Figure 2 shows Monit in action.
Figure 2. Monit monitors files, directories, processes, network ports, and more
"It is easier to prevent bad habits than to break them."
Nothing is as maddening to a systems administrator as the "one-off"—the lone, unique, just-ever-so-slightly-different machine configuration or "little" permutation required to effectuate some initiative. Although well intended, one-offs are easily forgotten, potentially harmful, something of a Pandora's Box, and best avoided.
That said, it is also unrealistic to preclude all exceptions. As Forrest Gump, another learned man, said, "S*** happens!" In general, consistency is the best policy. However, when the stuff hits the fan, take care to record divergence.

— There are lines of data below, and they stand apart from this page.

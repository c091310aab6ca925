//! Canvas interaction state machine.
//!
//! [`EditorSession`] holds the per-page interaction state (drag, pending
//! connection, selection, mode) as a plain value. [`EditorSession::handle`]
//! takes one event and the page it applies to and returns the document
//! mutations the event implies; applying them is the caller's job.
//!
//! | State        | Event                          | Next         | Mutation          |
//! |--------------|--------------------------------|--------------|-------------------|
//! | Idle         | pointer down on empty canvas   | Idle         | clears selection  |
//! | Idle         | pointer down on node           | Dragging     | selects node      |
//! | Dragging     | pointer move                   | Dragging     | `MoveNode`        |
//! | Dragging     | pointer up                     | Idle         |                   |
//! | Idle         | start connecting on A          | Connecting   |                   |
//! | Connecting A | pointer down on B ≠ A          | Idle         | `AddConnection`   |
//! | Connecting A | pointer down on A, cancel      | Idle         |                   |
//! | any          | palette drop / click           | Idle         | `CreateNode`      |

use crate::document::PageMutation;
use crate::input::CanvasEvent;
use sb_core::geometry::{Point, ViewTransform};
use sb_core::id::NodeId;
use sb_core::model::Page;
use sb_core::props::PropValue;
use sb_core::registry;
use sb_render::RenderContext;
use serde::Serialize;

/// What the pointer is doing.
#[derive(Debug, Clone, Copy, PartialEq, Default, Serialize)]
#[serde(tag = "state", rename_all = "camelCase")]
pub enum Interaction {
    #[default]
    Idle,
    /// `pointer_origin` is in screen pixels, `node_origin` in logical units.
    Dragging {
        node: NodeId,
        pointer_origin: Point,
        node_origin: Point,
    },
    Connecting { source: NodeId },
}

#[derive(Debug, Clone, Copy, PartialEq, Eq, Default, Serialize)]
#[serde(rename_all = "camelCase")]
pub enum Mode {
    #[default]
    Edit,
    /// Read-only: only toggling widgets open and closed.
    Preview,
}

#[derive(Debug, Clone, PartialEq)]
pub struct EditorSession {
    state: Interaction,
    selected: Option<NodeId>,
    mode: Mode,
    palette_drop_point: Point,
}

impl Default for EditorSession {
    fn default() -> Self {
        Self::new(Point::new(100.0, 100.0))
    }
}

impl EditorSession {
    pub fn new(palette_drop_point: Point) -> Self {
        Self {
            state: Interaction::Idle,
            selected: None,
            mode: Mode::Edit,
            palette_drop_point,
        }
    }

    pub fn state(&self) -> Interaction {
        self.state
    }

    pub fn selected(&self) -> Option<NodeId> {
        self.selected
    }

    pub fn mode(&self) -> Mode {
        self.mode
    }

    pub fn is_read_only(&self) -> bool {
        self.mode == Mode::Preview
    }

    /// Switch mode. Any interaction in flight is abandoned.
    pub fn set_mode(&mut self, mode: Mode) {
        if self.mode != mode {
            self.mode = mode;
            self.reset();
        }
    }

    pub fn select(&mut self, node: Option<NodeId>) {
        self.selected = node;
    }

    /// Abandon a drag or pending connection, keeping the selection.
    pub fn cancel_interaction(&mut self) {
        self.state = Interaction::Idle;
    }

    /// Back to `Idle` with nothing selected (page change, editor closed).
    pub fn reset(&mut self) {
        self.state = Interaction::Idle;
        self.selected = None;
    }

    /// Source of the pending connection, if any.
    pub fn connecting(&self) -> Option<NodeId> {
        match self.state {
            Interaction::Connecting { source } => Some(source),
            _ => None,
        }
    }

    /// How the page should be rendered for this session.
    pub fn render_context(&self) -> RenderContext {
        match self.mode {
            Mode::Edit => RenderContext::editing(self.selected, self.connecting()),
            Mode::Preview => RenderContext::Static,
        }
    }

    /// Advance the state machine by one event.
    pub fn handle(&mut self, event: &CanvasEvent, page: &Page, view: &ViewTransform) -> Vec<PageMutation> {
        // a node deleted elsewhere must not stay referenced
        self.forget_missing(page);

        if self.mode == Mode::Preview {
            return match event {
                CanvasEvent::Click { node } if page.contains(*node) => {
                    vec![PageMutation::ToggleOpen { id: *node }]
                }
                _ => Vec::new(),
            };
        }

        match event {
            CanvasEvent::PointerDown { x, y, target } => self.pointer_down(Point::new(*x, *y), *target, page),
            CanvasEvent::PointerMove { x, y } => self.pointer_move(Point::new(*x, *y), view),
            CanvasEvent::PointerUp => {
                if matches!(self.state, Interaction::Dragging { .. }) {
                    self.state = Interaction::Idle;
                }
                Vec::new()
            }
            CanvasEvent::StartConnecting { node } => {
                if self.state == Interaction::Idle && page.contains(*node) {
                    self.state = Interaction::Connecting { source: *node };
                    self.selected = Some(*node);
                }
                Vec::new()
            }
            CanvasEvent::CancelConnecting => {
                if self.connecting().is_some() {
                    self.state = Interaction::Idle;
                }
                Vec::new()
            }
            CanvasEvent::Drop { kind, x, y, overrides } => {
                self.state = Interaction::Idle;
                self.create(kind, view.drop_position(*x, *y), overrides)
            }
            CanvasEvent::PaletteClick { kind, overrides } => {
                self.state = Interaction::Idle;
                self.create(kind, self.palette_drop_point, overrides)
            }
            CanvasEvent::Click { node } if page.contains(*node) => {
                vec![PageMutation::ToggleOpen { id: *node }]
            }
            CanvasEvent::Click { .. } => Vec::new(),
            CanvasEvent::DeleteNode { node } if page.contains(*node) => {
                self.forget(*node);
                vec![PageMutation::RemoveNode { id: *node }]
            }
            CanvasEvent::DeleteNode { .. } => Vec::new(),
            CanvasEvent::Leave => {
                self.cancel_interaction();
                Vec::new()
            }
        }
    }

    fn pointer_down(&mut self, at: Point, target: Option<NodeId>, page: &Page) -> Vec<PageMutation> {
        let target = target.and_then(|id| page.node(id));

        if let Interaction::Connecting { source } = self.state {
            self.state = Interaction::Idle;
            return match target {
                Some(node) if node.id != source => vec![PageMutation::AddConnection {
                    from: source,
                    to: node.id,
                }],
                Some(_) => {
                    log::debug!("connection from {source} to itself discarded");
                    Vec::new()
                }
                None => {
                    self.selected = None;
                    Vec::new()
                }
            };
        }

        match target {
            Some(node) => {
                self.selected = Some(node.id);
                self.state = Interaction::Dragging {
                    node: node.id,
                    pointer_origin: at,
                    node_origin: node.position(),
                };
            }
            None => {
                self.selected = None;
                self.state = Interaction::Idle;
            }
        }
        Vec::new()
    }

    fn pointer_move(&mut self, at: Point, view: &ViewTransform) -> Vec<PageMutation> {
        let Interaction::Dragging {
            node,
            pointer_origin,
            node_origin,
        } = self.state
        else {
            return Vec::new();
        };
        let (dx, dy) = view.delta_to_logical(at.x - pointer_origin.x, at.y - pointer_origin.y);
        vec![PageMutation::MoveNode {
            id: node,
            x: node_origin.x + dx,
            y: node_origin.y + dy,
        }]
    }

    fn create(&mut self, kind: &str, at: Point, overrides: &[(String, PropValue)]) -> Vec<PageMutation> {
        let Some(template) = registry::lookup(kind) else {
            log::debug!("no template for `{kind}`; nothing created");
            return Vec::new();
        };
        let props = template.instantiate_with(overrides.iter().map(|(k, v)| (k.as_str(), v.clone())));
        vec![PageMutation::CreateNode { props, at }]
    }

    /// Drop any reference to `node`, abandoning a drag or connection that
    /// involves it.
    fn forget(&mut self, node: NodeId) {
        let involved = match self.state {
            Interaction::Dragging { node: n, .. } => n == node,
            Interaction::Connecting { source } => source == node,
            Interaction::Idle => false,
        };
        if involved {
            self.state = Interaction::Idle;
        }
        if self.selected == Some(node) {
            self.selected = None;
        }
    }

    fn forget_missing(&mut self, page: &Page) {
        let referenced = match self.state {
            Interaction::Dragging { node, .. } => Some(node),
            Interaction::Connecting { source } => Some(source),
            Interaction::Idle => None,
        };
        for id in referenced.into_iter().chain(self.selected) {
            if !page.contains(id) {
                self.forget(id);
            }
        }
    }
}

Here are some suggestions:
- Never make an unproven change to a running production system. Stage each change in a dedicated environment, then repeat it in production.
- Maintain your own repository of software, and use it as a canonical source to populate your systems. Yum (see Resources) is an excellent choice for local software package management and distribution, if your system uses the Red Hat Package Manager (RPM) package format.
- If you repeat a manual task more than a small handful of times, capture the operation in a script. A shell script encapsulates your intent, confounds errors, and saves time. By the way, if you write a script to implement a change, write its complement—the "undo" script—at the same time. Test both to ensure robustness.
- Use a source control system to maintain system configuration files. Source control allows you to "roll back" to a previous iteration of a file to restore the status quo or to recover from an error. Further, use a database or a system such as Trac or Lighthouse (see Resources for links) to follow the life cycle of a configuration change—from request to implementation to expiration.
- Set an expiry for each one-off, and undo the change on schedule (with few or any exceptions).
"By failing to prepare, you are preparing to fail."
Certainly, crises occur. A UNIX system tends to run and run, and left to its own devices (double entendre intended), uptime is excellent. However, Web traffic can spike, hardware can fail, applications can break, and people do make mistakes. Murphy's Law is the first rule of information technology (IT).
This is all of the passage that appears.